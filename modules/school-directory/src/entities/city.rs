use sea_orm::entity::prelude::*;

use rowscope_core::Privileged;
use rowscope_db::PrivilegeScopedEntity;

#[derive(Clone, Debug, PartialEq, Eq, DeriveEntityModel)]
#[sea_orm(table_name = "cities")]
pub struct Model {
    #[sea_orm(primary_key, auto_increment = false)]
    pub id: Uuid,
    pub name: String,
}

#[derive(Copy, Clone, Debug, EnumIter, DeriveRelation)]
pub enum Relation {
    #[sea_orm(has_many = "super::school::Entity")]
    School,
}

impl Related<super::school::Entity> for Entity {
    fn to() -> RelationDef {
        Relation::School.def()
    }
}

impl ActiveModelBehavior for ActiveModel {}

impl Privileged for Model {
    const KEY: &'static str = "city";
}

impl PrivilegeScopedEntity for Entity {
    fn privilege_col(field: &str) -> Option<Self::Column> {
        match field {
            "name" => Some(Column::Name),
            _ => None,
        }
    }
}
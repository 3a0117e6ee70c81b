use sea_orm::{ConnectionTrait, DatabaseConnection, DbErr, EntityTrait, Schema, Set};
use uuid::Uuid;

use crate::entities::{city, major, school, student};

/// Identifiers of the seeded demo rows, for callers that need to reference
/// them after the one-time initialization.
#[derive(Debug, Clone, Copy)]
pub struct SeedIds {
    pub beijing: Uuid,
    pub shanghai: Uuid,
    pub beijing_school: Uuid,
    pub shanghai_school: Uuid,
    pub cs_major: Uuid,
    pub physics_major: Uuid,
}

/// Create the directory tables on a fresh database.
///
/// # Errors
/// Returns [`DbErr`] if statement execution fails.
pub async fn init_schema(conn: &DatabaseConnection) -> Result<(), DbErr> {
    let backend = conn.get_database_backend();
    let schema = Schema::new(backend);

    for statement in [
        schema.create_table_from_entity(city::Entity),
        schema.create_table_from_entity(school::Entity),
        schema.create_table_from_entity(major::Entity),
        schema.create_table_from_entity(student::Entity),
    ] {
        conn.execute(backend.build(&statement)).await?;
    }
    Ok(())
}

/// One-time demo data, inserted when the database is first created.
///
/// # Errors
/// Returns [`DbErr`] if an insert fails.
pub async fn seed_demo_data(conn: &DatabaseConnection) -> Result<SeedIds, DbErr> {
    let ids = SeedIds {
        beijing: Uuid::new_v4(),
        shanghai: Uuid::new_v4(),
        beijing_school: Uuid::new_v4(),
        shanghai_school: Uuid::new_v4(),
        cs_major: Uuid::new_v4(),
        physics_major: Uuid::new_v4(),
    };

    city::Entity::insert_many([
        city::ActiveModel {
            id: Set(ids.beijing),
            name: Set("Beijing".to_owned()),
        },
        city::ActiveModel {
            id: Set(ids.shanghai),
            name: Set("Shanghai".to_owned()),
        },
    ])
    .exec(conn)
    .await?;

    school::Entity::insert_many([
        school::ActiveModel {
            id: Set(ids.beijing_school),
            school_name: Set("Beijing No.1 High School".to_owned()),
            city_id: Set(ids.beijing),
        },
        school::ActiveModel {
            id: Set(ids.shanghai_school),
            school_name: Set("Shanghai Experimental School".to_owned()),
            city_id: Set(ids.shanghai),
        },
    ])
    .exec(conn)
    .await?;

    major::Entity::insert_many([
        major::ActiveModel {
            id: Set(ids.cs_major),
            major_name: Set("Computer Science".to_owned()),
            school_id: Set(ids.beijing_school),
        },
        major::ActiveModel {
            id: Set(ids.physics_major),
            major_name: Set("Physics".to_owned()),
            school_id: Set(ids.shanghai_school),
        },
    ])
    .exec(conn)
    .await?;

    student::Entity::insert_many([
        student::ActiveModel {
            id: Set(Uuid::new_v4()),
            name: Set("Zhang San".to_owned()),
            school_id: Set(ids.beijing_school),
        },
        student::ActiveModel {
            id: Set(Uuid::new_v4()),
            name: Set("Li Si".to_owned()),
            school_id: Set(ids.shanghai_school),
        },
    ])
    .exec(conn)
    .await?;

    Ok(ids)
}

──────

EXERCISE AIM: In how many lines of the records does the word "student" appear? Reply with the number only.

SOLVED PROBLEM: 5